_Work task_
Output the entries below without any alteration.
___ Data under study
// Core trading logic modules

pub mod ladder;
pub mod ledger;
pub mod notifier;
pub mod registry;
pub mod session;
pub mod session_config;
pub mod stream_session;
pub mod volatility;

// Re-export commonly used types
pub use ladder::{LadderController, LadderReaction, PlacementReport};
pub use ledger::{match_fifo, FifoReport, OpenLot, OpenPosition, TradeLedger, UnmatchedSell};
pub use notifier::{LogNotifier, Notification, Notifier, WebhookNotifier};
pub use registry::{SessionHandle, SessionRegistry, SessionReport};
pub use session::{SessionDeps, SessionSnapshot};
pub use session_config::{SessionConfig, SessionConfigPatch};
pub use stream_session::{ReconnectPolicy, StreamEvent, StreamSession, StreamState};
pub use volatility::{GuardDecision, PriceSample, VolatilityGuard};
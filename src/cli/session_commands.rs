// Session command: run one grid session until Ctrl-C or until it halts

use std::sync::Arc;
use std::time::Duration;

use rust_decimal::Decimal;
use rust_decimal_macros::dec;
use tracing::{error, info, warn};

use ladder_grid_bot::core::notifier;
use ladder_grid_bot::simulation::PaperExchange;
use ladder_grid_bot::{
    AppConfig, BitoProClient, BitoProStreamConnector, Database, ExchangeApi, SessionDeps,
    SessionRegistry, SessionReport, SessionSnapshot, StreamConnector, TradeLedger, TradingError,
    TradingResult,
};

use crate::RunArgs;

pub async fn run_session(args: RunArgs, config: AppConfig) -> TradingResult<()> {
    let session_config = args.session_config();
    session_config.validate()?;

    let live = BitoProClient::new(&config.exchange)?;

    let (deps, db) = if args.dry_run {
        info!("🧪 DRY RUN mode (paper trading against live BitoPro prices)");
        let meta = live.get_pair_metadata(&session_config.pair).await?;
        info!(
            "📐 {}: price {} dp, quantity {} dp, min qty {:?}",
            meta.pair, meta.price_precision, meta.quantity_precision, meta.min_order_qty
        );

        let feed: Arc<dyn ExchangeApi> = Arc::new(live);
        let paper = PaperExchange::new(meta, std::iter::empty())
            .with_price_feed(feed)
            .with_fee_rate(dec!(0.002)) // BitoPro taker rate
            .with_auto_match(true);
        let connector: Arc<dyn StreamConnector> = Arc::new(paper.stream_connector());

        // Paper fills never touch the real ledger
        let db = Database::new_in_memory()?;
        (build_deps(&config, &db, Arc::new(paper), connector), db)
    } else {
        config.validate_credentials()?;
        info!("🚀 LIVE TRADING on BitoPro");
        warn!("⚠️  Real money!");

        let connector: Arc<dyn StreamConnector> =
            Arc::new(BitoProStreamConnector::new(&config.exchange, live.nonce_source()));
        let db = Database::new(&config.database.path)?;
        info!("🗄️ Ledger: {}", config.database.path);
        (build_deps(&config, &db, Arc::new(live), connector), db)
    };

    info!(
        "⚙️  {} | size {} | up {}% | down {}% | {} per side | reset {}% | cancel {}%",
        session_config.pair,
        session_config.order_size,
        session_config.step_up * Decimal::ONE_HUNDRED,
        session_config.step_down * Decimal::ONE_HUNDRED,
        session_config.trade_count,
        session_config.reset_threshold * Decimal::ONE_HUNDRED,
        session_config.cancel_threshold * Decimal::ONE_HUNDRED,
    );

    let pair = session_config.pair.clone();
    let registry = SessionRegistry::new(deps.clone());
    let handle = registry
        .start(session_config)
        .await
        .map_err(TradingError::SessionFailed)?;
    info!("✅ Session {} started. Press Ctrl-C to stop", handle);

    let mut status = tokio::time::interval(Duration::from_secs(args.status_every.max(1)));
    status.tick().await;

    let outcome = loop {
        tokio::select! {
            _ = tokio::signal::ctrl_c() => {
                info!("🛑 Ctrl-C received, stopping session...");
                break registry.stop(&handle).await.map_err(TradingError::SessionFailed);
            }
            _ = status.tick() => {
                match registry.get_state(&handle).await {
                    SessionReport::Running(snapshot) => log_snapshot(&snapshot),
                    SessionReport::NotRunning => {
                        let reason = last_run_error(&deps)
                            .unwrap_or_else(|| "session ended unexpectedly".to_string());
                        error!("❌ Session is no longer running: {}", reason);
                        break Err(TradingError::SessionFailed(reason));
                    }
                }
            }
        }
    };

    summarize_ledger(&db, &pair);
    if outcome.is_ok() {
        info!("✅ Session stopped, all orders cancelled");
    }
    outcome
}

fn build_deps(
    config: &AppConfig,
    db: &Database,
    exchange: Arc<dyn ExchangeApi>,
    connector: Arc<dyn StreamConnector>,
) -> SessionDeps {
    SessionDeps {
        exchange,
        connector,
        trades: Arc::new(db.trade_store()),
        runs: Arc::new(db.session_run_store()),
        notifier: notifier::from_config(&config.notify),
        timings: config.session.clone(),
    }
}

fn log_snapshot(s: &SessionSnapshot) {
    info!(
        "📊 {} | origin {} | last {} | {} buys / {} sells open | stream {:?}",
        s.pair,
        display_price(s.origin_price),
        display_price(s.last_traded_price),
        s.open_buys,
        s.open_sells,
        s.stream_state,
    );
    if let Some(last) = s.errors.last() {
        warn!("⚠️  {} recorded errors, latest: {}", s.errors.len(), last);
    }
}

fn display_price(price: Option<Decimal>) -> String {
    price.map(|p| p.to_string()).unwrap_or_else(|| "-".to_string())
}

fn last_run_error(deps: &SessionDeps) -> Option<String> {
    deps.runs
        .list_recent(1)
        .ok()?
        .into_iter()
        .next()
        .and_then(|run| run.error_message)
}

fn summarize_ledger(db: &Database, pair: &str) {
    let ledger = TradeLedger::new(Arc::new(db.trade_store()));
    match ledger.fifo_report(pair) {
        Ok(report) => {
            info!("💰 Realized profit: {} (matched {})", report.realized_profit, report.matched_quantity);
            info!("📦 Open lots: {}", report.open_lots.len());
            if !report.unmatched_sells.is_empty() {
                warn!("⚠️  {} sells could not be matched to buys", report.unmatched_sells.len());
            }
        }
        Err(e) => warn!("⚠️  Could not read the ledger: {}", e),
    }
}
______
_Response_
// Core trading logic modules

pub mod ladder;
pub mod ledger;
pub mod notifier;
pub mod registry;
pub mod session;
pub mod session_config;
pub mod stream_session;
pub mod volatility;

// Re-export commonly used types
pub use ladder::{LadderController, LadderReaction, PlacementReport};
pub use ledger::{match_fifo, FifoReport, OpenLot, OpenPosition, TradeLedger, UnmatchedSell};
pub use notifier::{LogNotifier, Notification, Notifier, WebhookNotifier};
pub use registry::{SessionHandle, SessionRegistry, SessionReport};
pub use session::{SessionDeps, SessionSnapshot};
pub use session_config::{SessionConfig, SessionConfigPatch};
pub use stream_session::{ReconnectPolicy, StreamEvent, StreamSession, StreamState};
pub use volatility::{GuardDecision, PriceSample, VolatilityGuard};
filename src/cli/session_commands.rs
// Session command: run one grid session until Ctrl-C or until it halts

use std::sync::Arc;
use std::time::Duration;

use rust_decimal::Decimal;
use rust_decimal_macros::dec;
use tracing::{error, info, warn};

use ladder_grid_bot::core::notifier;
use ladder_grid_bot::simulation::PaperExchange;
use ladder_grid_bot::{
    AppConfig, BitoProClient, BitoProStreamConnector, Database, ExchangeApi, SessionDeps,
    SessionRegistry, SessionReport, SessionSnapshot, StreamConnector, TradeLedger, TradingError,
    TradingResult,
};

use crate::RunArgs;

pub async fn run_session(args: RunArgs, config: AppConfig) -> TradingResult<()> {
    let session_config = args.session_config();
    session_config.validate()?;

    let live = BitoProClient::new(&config.exchange)?;

    let (deps, db) = if args.dry_run {
        info!("🧪 DRY RUN mode (paper trading against live BitoPro prices)");
        let meta = live.get_pair_metadata(&session_config.pair).await?;
        info!(
            "📐 {}: price {} dp, quantity {} dp, min qty {:?}",
            meta.pair, meta.price_precision, meta.quantity_precision, meta.min_order_qty
        );

        let feed: Arc<dyn ExchangeApi> = Arc::new(live);
        let paper = PaperExchange::new(meta, std::iter::empty())
            .with_price_feed(feed)
            .with_fee_rate(dec!(0.002)) // BitoPro taker rate
            .with_auto_match(true);
        let connector: Arc<dyn StreamConnector> = Arc::new(paper.stream_connector());

        // Paper fills never touch the real ledger
        let db = Database::new_in_memory()?;
        (build_deps(&config, &db, Arc::new(paper), connector), db)
    } else {
        config.validate_credentials()?;
        info!("🚀 LIVE TRADING on BitoPro");
        warn!("⚠️  Real money!");

        let connector: Arc<dyn StreamConnector> =
            Arc::new(BitoProStreamConnector::new(&config.exchange, live.nonce_source()));
        let db = Database::new(&config.database.path)?;
        info!("🗄️ Ledger: {}", config.database.path);
        (build_deps(&config, &db, Arc::new(live), connector), db)
    };

    info!(
        "⚙️  {} | size {} | up {}% | down {}% | {} per side | reset {}% | cancel {}%",
        session_config.pair,
        session_config.order_size,
        session_config.step_up * Decimal::ONE_HUNDRED,
        session_config.step_down * Decimal::ONE_HUNDRED,
        session_config.trade_count,
        session_config.reset_threshold * Decimal::ONE_HUNDRED,
        session_config.cancel_threshold * Decimal::ONE_HUNDRED,
    );

    let pair = session_config.pair.clone();
    let registry = SessionRegistry::new(deps.clone());
    let handle = registry
        .start(session_config)
        .await
        .map_err(TradingError::SessionFailed)?;
    info!("✅ Session {} started. Press Ctrl-C to stop", handle);

    let mut status = tokio::time::interval(Duration::from_secs(args.status_every.max(1)));
    status.tick().await;

    let outcome = loop {
        tokio::select! {
            _ = tokio::signal::ctrl_c() => {
                info!("🛑 Ctrl-C received, stopping session...");
                break registry.stop(&handle).await.map_err(TradingError::SessionFailed);
            }
            _ = status.tick() => {
                match registry.get_state(&handle).await {
                    SessionReport::Running(snapshot) => log_snapshot(&snapshot),
                    SessionReport::NotRunning => {
                        let reason = last_run_error(&deps)
                            .unwrap_or_else(|| "session ended unexpectedly".to_string());
                        error!("❌ Session is no longer running: {}", reason);
                        break Err(TradingError::SessionFailed(reason));
                    }
                }
            }
        }
    };

    summarize_ledger(&db, &pair);
    if outcome.is_ok() {
        info!("✅ Session stopped, all orders cancelled");
    }
    outcome
}

fn build_deps(
    config: &AppConfig,
    db: &Database,
    exchange: Arc<dyn ExchangeApi>,
    connector: Arc<dyn StreamConnector>,
) -> SessionDeps {
    SessionDeps {
        exchange,
        connector,
        trades: Arc::new(db.trade_store()),
        runs: Arc::new(db.session_run_store()),
        notifier: notifier::from_config(&config.notify),
        timings: config.session.clone(),
    }
}

fn log_snapshot(s: &SessionSnapshot) {
    info!(
        "📊 {} | origin {} | last {} | {} buys / {} sells open | stream {:?}",
        s.pair,
        display_price(s.origin_price),
        display_price(s.last_traded_price),
        s.open_buys,
        s.open_sells,
        s.stream_state,
    );
    if let Some(last) = s.errors.last() {
        warn!("⚠️  {} recorded errors, latest: {}", s.errors.len(), last);
    }
}

fn display_price(price: Option<Decimal>) -> String {
    price.map(|p| p.to_string()).unwrap_or_else(|| "-".to_string())
}

fn last_run_error(deps: &SessionDeps) -> Option<String> {
    deps.runs
        .list_recent(1)
        .ok()?
        .into_iter()
        .next()
        .and_then(|run| run.error_message)
}

fn summarize_ledger(db: &Database, pair: &str) {
    let ledger = TradeLedger::new(Arc::new(db.trade_store()));
    match ledger.fifo_report(pair) {
        Ok(report) => {
            info!("💰 Realized profit: {} (matched {})", report.realized_profit, report.matched_quantity);
            info!("📦 Open lots: {}", report.open_lots.len());
            if !report.unmatched_sells.is_empty() {
                warn!("⚠️  {} sells could not be matched to buys", report.unmatched_sells.len());
            }
        }
        Err(e) => warn!("⚠️  Could not read the ledger: {}", e),
    }
}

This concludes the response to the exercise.